Solution — probing questions and system thinking. Challenge yourself with questions like:

  • Why is this metric important to us as a business?

  • Why is it important to me personally? Am I trying to prove someone wrong/right?

  • How will this decision impact my business in the long term? What is the trade-off? How will I mitigate the results of this trade off, and can we afford the mitigation (in terms of money, reputation, manpower, long-term impacts, etc.)?

Pro-Innovation Bias

Type ‘how to innovate my business’ into Google, and you are diving deep into the rabbit hole of tips, tricks, strategies and models. Pro-innovation bias is a bias towards applying every new innovation without fully understanding its impact on your business or its purpose. You see novelty and ‘newness’ as inherently good, regardless of potential negative impacts (inequality, elitism, environmental damage etc) resulting in new ideas and concepts generated being judged as more valuable than they are.

The danger? Instead of strengthening the foundation of your ‘house’ you are only concerned with adding the latest add-ons, until your ‘house’ becomes so convoluted and unstable, you can no longer live in it.

Mitigate this bias by asking yourself, what would the situation look like if the bias didn’t exist?
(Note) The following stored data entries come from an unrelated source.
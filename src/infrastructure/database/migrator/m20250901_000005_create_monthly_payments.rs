//! Create monthly_payments table
//!
//! One row per (assignment, year, month).

use sea_orm_migration::prelude::*;

use super::m20250901_000001_create_directory::Users;
use super::m20250901_000003_create_pack_assignments::PackAssignments;

#[derive(DeriveMigrationName)]
pub struct Migration;

#[async_trait::async_trait]
impl MigrationTrait for Migration {
    async fn up(&self, manager: &SchemaManager) -> Result<(), DbErr> {
        manager
            .create_table(
                Table::create()
                    .table(MonthlyPayments::Table)
                    .if_not_exists()
                    .col(
                        ColumnDef::new(MonthlyPayments::Id)
                            .integer()
                            .not_null()
                            .auto_increment()
                            .primary_key(),
                    )
                    .col(
                        ColumnDef::new(MonthlyPayments::AssignmentId)
                            .integer()
                            .not_null(),
                    )
                    .col(ColumnDef::new(MonthlyPayments::UserId).integer().not_null())
                    .col(ColumnDef::new(MonthlyPayments::Year).integer().not_null())
                    .col(ColumnDef::new(MonthlyPayments::Month).integer().not_null())
                    .col(
                        ColumnDef::new(MonthlyPayments::AmountDue)
                            .big_integer()
                            .not_null(),
                    )
                    .col(
                        ColumnDef::new(MonthlyPayments::AmountPaid)
                            .big_integer()
                            .not_null()
                            .default(0),
                    )
                    .col(
                        ColumnDef::new(MonthlyPayments::AmountRefunded)
                            .big_integer()
                            .not_null()
                            .default(0),
                    )
                    .col(
                        ColumnDef::new(MonthlyPayments::Status)
                            .string_len(20)
                            .not_null()
                            .default("pending_payment"),
                    )
                    .col(ColumnDef::new(MonthlyPayments::DueDate).date().not_null())
                    .col(ColumnDef::new(MonthlyPayments::PaidAt).timestamp_with_time_zone())
                    .col(
                        ColumnDef::new(MonthlyPayments::CreatedAt)
                            .timestamp_with_time_zone()
                            .not_null(),
                    )
                    .col(
                        ColumnDef::new(MonthlyPayments::UpdatedAt)
                            .timestamp_with_time_zone()
                            .not_null(),
                    )
                    .foreign_key(
                        ForeignKey::create()
                            .name("fk_monthly_payments_assignment")
                            .from(MonthlyPayments::Table, MonthlyPayments::AssignmentId)
                            .to(PackAssignments::Table, PackAssignments::Id)
                            .on_delete(ForeignKeyAction::Cascade),
                    )
                    .foreign_key(
                        ForeignKey::create()
                            .name("fk_monthly_payments_user")
                            .from(MonthlyPayments::Table, MonthlyPayments::UserId)
                            .to(Users::Table, Users::Id)
                            .on_delete(ForeignKeyAction::Restrict),
                    )
                    .to_owned(),
            )
            .await?;

        manager
            .create_index(
                Index::create()
                    .name("idx_monthly_payments_assignment_month")
                    .table(MonthlyPayments::Table)
                    .col(MonthlyPayments::AssignmentId)
                    .col(MonthlyPayments::Year)
                    .col(MonthlyPayments::Month)
                    .unique()
                    .to_owned(),
            )
            .await?;

        manager
            .create_index(
                Index::create()
                    .name("idx_monthly_payments_status")
                    .table(MonthlyPayments::Table)
                    .col(MonthlyPayments::Status)
                    .to_owned(),
            )
            .await
    }

    async fn down(&self, manager: &SchemaManager) -> Result<(), DbErr> {
        manager
            .drop_table(Table::drop().table(MonthlyPayments::Table).to_owned())
            .await
    }
}

#[derive(Iden)]
pub enum MonthlyPayments {
    Table,
    Id,
    AssignmentId,
    UserId,
    Year,
    Month,
    AmountDue,
    AmountPaid,
    AmountRefunded,
    Status,
    DueDate,
    PaidAt,
    CreatedAt,
    UpdatedAt,
}
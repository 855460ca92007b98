//! Rooms module: room listing and daily availability

pub mod dto;
pub mod handlers;

pub use dto::*;
pub use handlers::*;
//! JSON extractor that runs `validator` rules after deserializing
//!
//! Malformed bodies are answered with 400, rule violations with 422 and a
//! message naming every offending field, nested ones included
//! (`weeklySlots[1].weekday: ...`).

use axum::extract::rejection::JsonRejection;
use axum::extract::{FromRequest, Request};
use axum::http::StatusCode;
use axum::response::{IntoResponse, Response};
use axum::Json;
use serde::de::DeserializeOwned;
use validator::{Validate, ValidationErrors, ValidationErrorsKind};

use super::ApiError;

/// ```ignore
/// async fn handler(ValidatedJson(body): ValidatedJson<AssignPackRequest>) { .. }
/// ```
pub struct ValidatedJson<T>(pub T);

pub enum ValidatedJsonRejection {
    Json(JsonRejection),
    Invalid(ValidationErrors),
}

impl IntoResponse for ValidatedJsonRejection {
    fn into_response(self) -> Response {
        match self {
            Self::Json(rejection) => {
                ApiError::bad_request(format!("Invalid JSON: {}", rejection.body_text()))
                    .into_response()
            }
            Self::Invalid(errors) => {
                let mut messages = Vec::new();
                collect_messages("", &errors, &mut messages);
                let message = if messages.is_empty() {
                    "Validation failed".to_string()
                } else {
                    messages.join("; ")
                };
                ApiError::new(StatusCode::UNPROCESSABLE_ENTITY, message).into_response()
            }
        }
    }
}

fn collect_messages(prefix: &str, errors: &ValidationErrors, out: &mut Vec<String>) {
    for (field, kind) in errors.errors() {
        let path = if prefix.is_empty() {
            field.to_string()
        } else {
            format!("{}.{}", prefix, field)
        };
        match kind {
            ValidationErrorsKind::Field(list) => {
                for e in list {
                    let msg = e
                        .message
                        .as_ref()
                        .map(|m| m.to_string())
                        .unwrap_or_else(|| e.code.to_string());
                    out.push(format!("{}: {}", path, msg));
                }
            }
            ValidationErrorsKind::Struct(inner) => collect_messages(&path, inner, out),
            ValidationErrorsKind::List(items) => {
                for (index, inner) in items {
                    collect_messages(&format!("{}[{}]", path, index), inner, out);
                }
            }
        }
    }
}

impl<S, T> FromRequest<S> for ValidatedJson<T>
where
    T: DeserializeOwned + Validate,
    S: Send + Sync,
{
    type Rejection = ValidatedJsonRejection;

    async fn from_request(req: Request, state: &S) -> Result<Self, Self::Rejection> {
        let Json(value) = Json::<T>::from_request(req, state)
            .await
            .map_err(ValidatedJsonRejection::Json)?;
        value.validate().map_err(ValidatedJsonRejection::Invalid)?;
        Ok(ValidatedJson(value))
    }
}

#[cfg(test)]
mod tests {
    use super::*;
    use axum::body::{to_bytes, Body};
    use axum::http::Request;
    use axum::routing::post;
    use axum::Router;
    use serde::{Deserialize, Serialize};
    use tower::ServiceExt;

    #[derive(Debug, Serialize, Deserialize, Validate)]
    #[serde(rename_all = "camelCase")]
    struct Slot {
        #[validate(range(max = 6))]
        weekday: u8,
    }

    #[derive(Debug, Deserialize, Validate)]
    #[serde(rename_all = "camelCase")]
    struct Payload {
        #[validate(length(min = 1, max = 20))]
        name: String,
        #[validate(length(min = 1), nested)]
        weekly_slots: Vec<Slot>,
    }

    async fn handler(ValidatedJson(_body): ValidatedJson<Payload>) -> &'static str {
        "ok"
    }

    async fn post_json(body: &'static str) -> (StatusCode, String) {
        let app = Router::new().route("/test", post(handler));
        let req = Request::builder()
            .method("POST")
            .uri("/test")
            .header("content-type", "application/json")
            .body(Body::from(body))
            .unwrap();
        let resp = app.oneshot(req).await.unwrap();
        let status = resp.status();
        let bytes = to_bytes(resp.into_body(), usize::MAX).await.unwrap();
        (status, String::from_utf8(bytes.to_vec()).unwrap())
    }

    #[tokio::test]
    async fn valid_body_passes() {
        let (status, body) = post_json(r#"{"name":"Ana","weeklySlots":[{"weekday":1}]}"#).await;
        assert_eq!(status, StatusCode::OK);
        assert_eq!(body, "ok");
    }

    #[tokio::test]
    async fn malformed_json_is_bad_request() {
        let (status, body) = post_json("{not json").await;
        assert_eq!(status, StatusCode::BAD_REQUEST);
        assert!(body.contains("Invalid JSON"));
    }

    #[tokio::test]
    async fn nested_violation_names_the_item() {
        let (status, body) =
            post_json(r#"{"name":"Ana","weeklySlots":[{"weekday":1},{"weekday":9}]}"#).await;
        assert_eq!(status, StatusCode::UNPROCESSABLE_ENTITY);
        assert!(body.contains("weekly_slots[1].weekday"), "{}", body);
    }
}
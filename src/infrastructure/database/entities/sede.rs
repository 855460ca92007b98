//! Sede (clinic location) entity

use sea_orm::entity::prelude::*;
use serde::{Deserialize, Serialize};

#[derive(Clone, Debug, PartialEq, Eq, DeriveEntityModel, Serialize, Deserialize)]
#[sea_orm(table_name = "sedes")]
pub struct Model {
    #[sea_orm(primary_key)]
    pub id: i32,
    pub name: String,
    #[sea_orm(nullable)]
    pub address: Option<String>,
    pub is_active: bool,
}

#[derive(Copy, Clone, Debug, EnumIter, DeriveRelation)]
pub enum Relation {
    #[sea_orm(has_many = "super::room::Entity")]
    Rooms,
}

impl Related<super::room::Entity> for Entity {
    fn to() -> RelationDef {
        Relation::Rooms.def()
    }
}

impl ActiveModelBehavior for ActiveModel {}
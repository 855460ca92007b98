//! Time-of-day intervals and the overlap test behind every booking check.

use chrono::NaiveTime;

use crate::domain::{DomainError, DomainResult};

/// Half-open `[start, end)` interval within a single calendar day.
#[derive(Debug, Clone, Copy, PartialEq, Eq, Hash)]
pub struct TimeRange {
    start: NaiveTime,
    end: NaiveTime,
}

impl TimeRange {
    pub fn new(start: NaiveTime, end: NaiveTime) -> DomainResult<Self> {
        if start >= end {
            return Err(DomainError::Validation(format!(
                "start time {} must be before end time {}",
                start.format("%H:%M"),
                end.format("%H:%M")
            )));
        }
        Ok(Self { start, end })
    }

    /// Parse a pair of `HH:MM` (or `HH:MM:SS`) strings.
    pub fn parse(start: &str, end: &str) -> DomainResult<Self> {
        Self::new(parse_time(start)?, parse_time(end)?)
    }

    pub fn start(&self) -> NaiveTime {
        self.start
    }

    pub fn end(&self) -> NaiveTime {
        self.end
    }

    /// `self.start < other.end && self.end > other.start`.
    ///
    /// Touching ranges (`[9:00,10:00)` and `[10:00,11:00)`) do not overlap.
    pub fn overlaps(&self, other: &TimeRange) -> bool {
        self.start < other.end && self.end > other.start
    }

    pub fn duration_minutes(&self) -> i64 {
        (self.end - self.start).num_minutes()
    }
}

impl std::fmt::Display for TimeRange {
    fn fmt(&self, f: &mut std::fmt::Formatter<'_>) -> std::fmt::Result {
        write!(
            f,
            "{}-{}",
            self.start.format("%H:%M"),
            self.end.format("%H:%M")
        )
    }
}

/// Parse a wall-clock time in `HH:MM` or `HH:MM:SS` form.
pub fn parse_time(value: &str) -> DomainResult<NaiveTime> {
    let value = value.trim();
    NaiveTime::parse_from_str(value, "%H:%M")
        .or_else(|_| NaiveTime::parse_from_str(value, "%H:%M:%S"))
        .map_err(|_| DomainError::Validation(format!("invalid time '{}', expected HH:MM", value)))
}

#[cfg(test)]
mod tests {
    use super::*;

    fn range(start: &str, end: &str) -> TimeRange {
        TimeRange::parse(start, end).unwrap()
    }

    #[test]
    fn adjacent_ranges_do_not_overlap() {
        let morning = range("09:00", "10:00");
        let next = range("10:00", "11:00");
        assert!(!morning.overlaps(&next));
        assert!(!next.overlaps(&morning));
    }

    #[test]
    fn partial_overlap_is_detected_both_ways() {
        let a = range("09:00", "10:00");
        let b = range("09:30", "10:30");
        assert!(a.overlaps(&b));
        assert!(b.overlaps(&a));
    }

    #[test]
    fn containment_overlaps() {
        let outer = range("08:00", "12:00");
        let inner = range("09:15", "09:45");
        assert!(outer.overlaps(&inner));
        assert!(inner.overlaps(&outer));
        assert!(outer.overlaps(&outer));
    }

    #[test]
    fn overlap_is_symmetric_over_a_grid() {
        let starts = ["08:00", "08:30", "09:00", "09:30", "10:00", "10:30"];
        let mut ranges = Vec::new();
        for s in starts {
            for e in ["09:00", "10:00", "11:00"] {
                if let Ok(r) = TimeRange::parse(s, e) {
                    ranges.push(r);
                }
            }
        }
        for a in &ranges {
            for b in &ranges {
                assert_eq!(a.overlaps(b), b.overlaps(a), "{} vs {}", a, b);
                let disjoint = a.end() <= b.start() || b.end() <= a.start();
                assert_eq!(a.overlaps(b), !disjoint, "{} vs {}", a, b);
            }
        }
    }

    #[test]
    fn start_must_precede_end() {
        assert!(TimeRange::parse("10:00", "10:00").is_err());
        assert!(TimeRange::parse("11:00", "10:00").is_err());
    }

    #[test]
    fn parses_seconds_and_rejects_garbage() {
        assert_eq!(range("09:00:00", "10:00").to_string(), "09:00-10:00");
        assert!(parse_time("9h").is_err());
        assert!(parse_time("25:00").is_err());
    }

    #[test]
    fn duration_in_minutes() {
        assert_eq!(range("09:00", "10:30").duration_minutes(), 90);
    }
}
What problem would this new innovation solve? How would this make our business better? Create pros and cons lists and consider the costs of adoption vs. impact on your business.

Bottom Line

By challenging your biases, your ability to make good business decisions and innovate your business improves significantly. As we’ve seen, cognitive biases can both hold you back or send you chasing every opportunity indiscriminately. Large companies have people and mechanisms in place to battle these biases, but in growing businesses with a limited number of decision makers, the onus is on the decision maker to challenge their assumptions and ‘gut feelings.’ So I challenge you to challenge yourself.